Bisa jadi banyak yang baru mendengar nama kesenian Dengklung yang berasal dari Kabupaten Batang, Jawa Tengah. Kesenian bernafaskan Islam ini merupakan perpaduan unik antara musik tradisional Jawa dan irama Timur Tengah.
Nama “Dengklung” sendiri merujuk pada alat musik yang digunakan dalam pertunjukan ini. Dikutip dari regional.espos.id, Dengklung diambil dari bunyi instrumen yang dibunyikan yakni dheng bunyi dari kendhang dan klung dari kemung.
Media Dakwah
Perkembangan kesenian Dengklung di Kabupaten Batang muncul sekitar abad ke-18, seiring dengan masuknya agama Islam. Pada awalnya dengklung dibawa dari kelompok jemaah masjid yang dipimpin para ulama dan pemuka agama.

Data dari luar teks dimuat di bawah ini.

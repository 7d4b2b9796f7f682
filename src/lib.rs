use std::sync::Arc;

use axum::{
    Router,
    extract::DefaultBodyLimit,
    routing::{get, post, put},
};
use tower_http::services::ServeDir;

use config::Config;
use storage::Store;

pub mod config;
pub mod error;
pub mod middleware;
pub mod routes;
pub mod storage;
pub mod utils;

#[derive(Clone)]
pub struct AppState {
    pub store: Arc<dyn Store>,
    pub config: Config,
}

/// 组装完整路由。main 和集成测试共用，测试注入 MemStore。
pub fn app(state: AppState) -> Router {
    // 书籍路由全部公开：改动由秘密链接授权，不经过登录
    let public_routes = Router::new()
        .route(
            "/books",
            get(routes::book::get_all_books).post(routes::book::create_book),
        )
        .route("/books/search", get(routes::book::search_books))
        .route("/books/filter", get(routes::book::filter_books))
        .route("/books/{id}", get(routes::book::get_book_by_id))
        .route("/books/{id}/report", post(routes::book::report_book))
        .route(
            "/books/secret/{secret_id}",
            get(routes::book::get_book_by_secret)
                .put(routes::book::update_book)
                .delete(routes::book::delete_book),
        )
        .route(
            "/books/secret/{secret_id}/sold",
            put(routes::book::mark_book_sold),
        )
        .route("/users/register", post(routes::user::register))
        .route("/users/login", post(routes::user::login));

    // 需要认证的账号路由
    let protected_routes = Router::new()
        .route("/users/check-token", get(routes::user::check_token))
        .layer(axum::middleware::from_fn_with_state(
            state.clone(),
            middleware::auth_middleware,
        ));

    Router::new()
        .nest(
            &state.config.api_base_uri,
            Router::new().merge(public_routes).merge(protected_routes),
        )
        // 上传的图片按生成的文件名静态回源
        .nest_service("/uploads", ServeDir::new(&state.config.upload_dir))
        // 留出 multipart 包装的余量，5MB 的图片上限在落盘前单独检查
        .layer(DefaultBodyLimit::max(routes::book::MAX_IMAGE_BYTES + 1024 * 1024))
        .with_state(state)
}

Mereka menginginkan supaya agama Islam di Batang semakin berkembang. Oleh sebab itu, sehabis salat berjemaah, para santri dan ulama di Batang berkumpul dan mengadakan selawatan, puji-pujian, diiringi genderang.
Kesenian ini akhirnya digunakan sebagai media dakwah dalam menyebarkan agama Islam. Karena sebagai media berdakwah, dengklung tidak boleh dipentaskan pada sembarang waktu.
Selain itu, Dengklung juga berfungsi sebagai media upacara adat yang bersifat keagamaan. Upacara itu seperti upacara selamatan, tingkeban (tujuh bulan usia kehamilan anak pertama), kelahiran, perkawinan, khitanan, dan kematian.
Baca juga: Asal Usul (Kota) Batang Dan Kisah Ki Ageng Bahurekso
Pertunjukan Bernafaskan Religi
Dengklung dari Kabupaten Batang merupakan jenis kesenian selawatan. Instrumen yang digunakan adalah genderang (semacam terbang), atau biasa disebut kendhang buntung karena bentuknya seperti kendhang yang terpotong.
Alat musik yang digunakan pada kesenian dari Batang ini berjumlah 7 buah kendhang buntung jemling, bibit, kemung, kempur, jidhur, kendhang dan tamri.
Ciri khas lain dari kesenian ini adalah penggunaan syair-syair Islami dalam bahasa Arab. Syair ini berisi puji-pujian dan kisah kehidupan Rasulullah SAW yang diambil dari kitab Al Berzanzi atau yang biasa disebut berjanjen.
Semula jenis kesenian yang menggunakan instrumen terbang bernama selawatan, tetapi kesenian ini berkembang ke daerah lain, sehingga setiap daerah memiliki nama sendiri-sendiri
Hingga kini meski masih tetap bernafaskan Islam, seiring dengan perkembangannya, kesenian ini juga digunakan sebagai media hiburan.